Advantages of our retinal resequencing chip include the use of a multiplex pcr design, with an average of four amplicons of different sizes per pcr reaction, thereby ensuring a signifi- cant time reduction. In addition, for diagnostic purposes, we will be able to include multiple patients in a single chip experiment, thereby significantly reducing costs. Only amplicons for genes related to the phenotype of the patient will be amplified and hybridized to a chip, along with the amplicons of different patients relevant for their phenotype.
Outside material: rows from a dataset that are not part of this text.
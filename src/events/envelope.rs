//! Immutable event envelope.

use chrono::{DateTime, Utc};
use serde::Serialize;
use std::sync::Arc;
use tokio::time::Instant;

use super::kind::EventKind;
use super::payload::EventPayload;
use crate::types::{CorrelationId, EventId, SessionId};

/// A published event.
///
/// Only [`KindRegistry::make_event`](super::KindRegistry::make_event) builds
/// events, so every instance carries a validated payload. Events serialize
/// for logging and status output but never deserialize; inbound data goes
/// through `make_event`. Clones share the payload.
#[derive(Debug, Clone, Serialize)]
pub struct Event {
    id: EventId,
    kind: EventKind,
    payload: Arc<EventPayload>,
    correlation_id: CorrelationId,
    session_id: Option<SessionId>,
    created_at: DateTime<Utc>,
    #[serde(skip)]
    created_instant: Instant,
}

impl Event {
    pub(crate) fn new(
        kind: EventKind,
        payload: EventPayload,
        correlation_id: CorrelationId,
        session_id: Option<SessionId>,
    ) -> Self {
        Self {
            id: EventId::new(),
            kind,
            payload: Arc::new(payload),
            correlation_id,
            session_id,
            created_at: Utc::now(),
            created_instant: Instant::now(),
        }
    }

    pub fn id(&self) -> &EventId {
        &self.id
    }

    pub fn kind(&self) -> EventKind {
        self.kind
    }

    pub fn payload(&self) -> &EventPayload {
        &self.payload
    }

    pub fn correlation_id(&self) -> &CorrelationId {
        &self.correlation_id
    }

    pub fn session_id(&self) -> Option<&SessionId> {
        self.session_id.as_ref()
    }

    /// Wall-clock creation time (display only; may jump).
    pub fn created_at(&self) -> DateTime<Utc> {
        self.created_at
    }

    /// Monotonic creation time.
    pub fn created_instant(&self) -> Instant {
        self.created_instant
    }
}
Our retinal resequencing chip is limited in its inability to identify small deletions. In addition, two percent of all amplicons were poorly hybridized to the chip. Like in conventional direct sequencing, these amplicons will require individual amplification using a specific protocol. This will slightly reduce the efficiency of the resequencing protocol. Unfortunately, newly identified disease genes cannot be added to an existing chip in a later stage and designing an entirely new chip is a costly matter. In the future however, large scale sequencing of entire genes will become more affordable, thereby reducing the need for chips capable of screening only fixed sets of genes. Combining our knowledge of genes highly expressed in the RPE with the ability to sequence large numbers of genes in a single experiment, could prove to be very useful. Screening large numbers of genes with high RPE expression in patients with a retinal disease, may lead to the identification of new disease genes. Moreover, combining this strategy with a homozygosity mapping approach in consanguineous families with retinal disease, will greatly reduce the number of genes to be screened and will increase the chances of finding a disease causing mutation.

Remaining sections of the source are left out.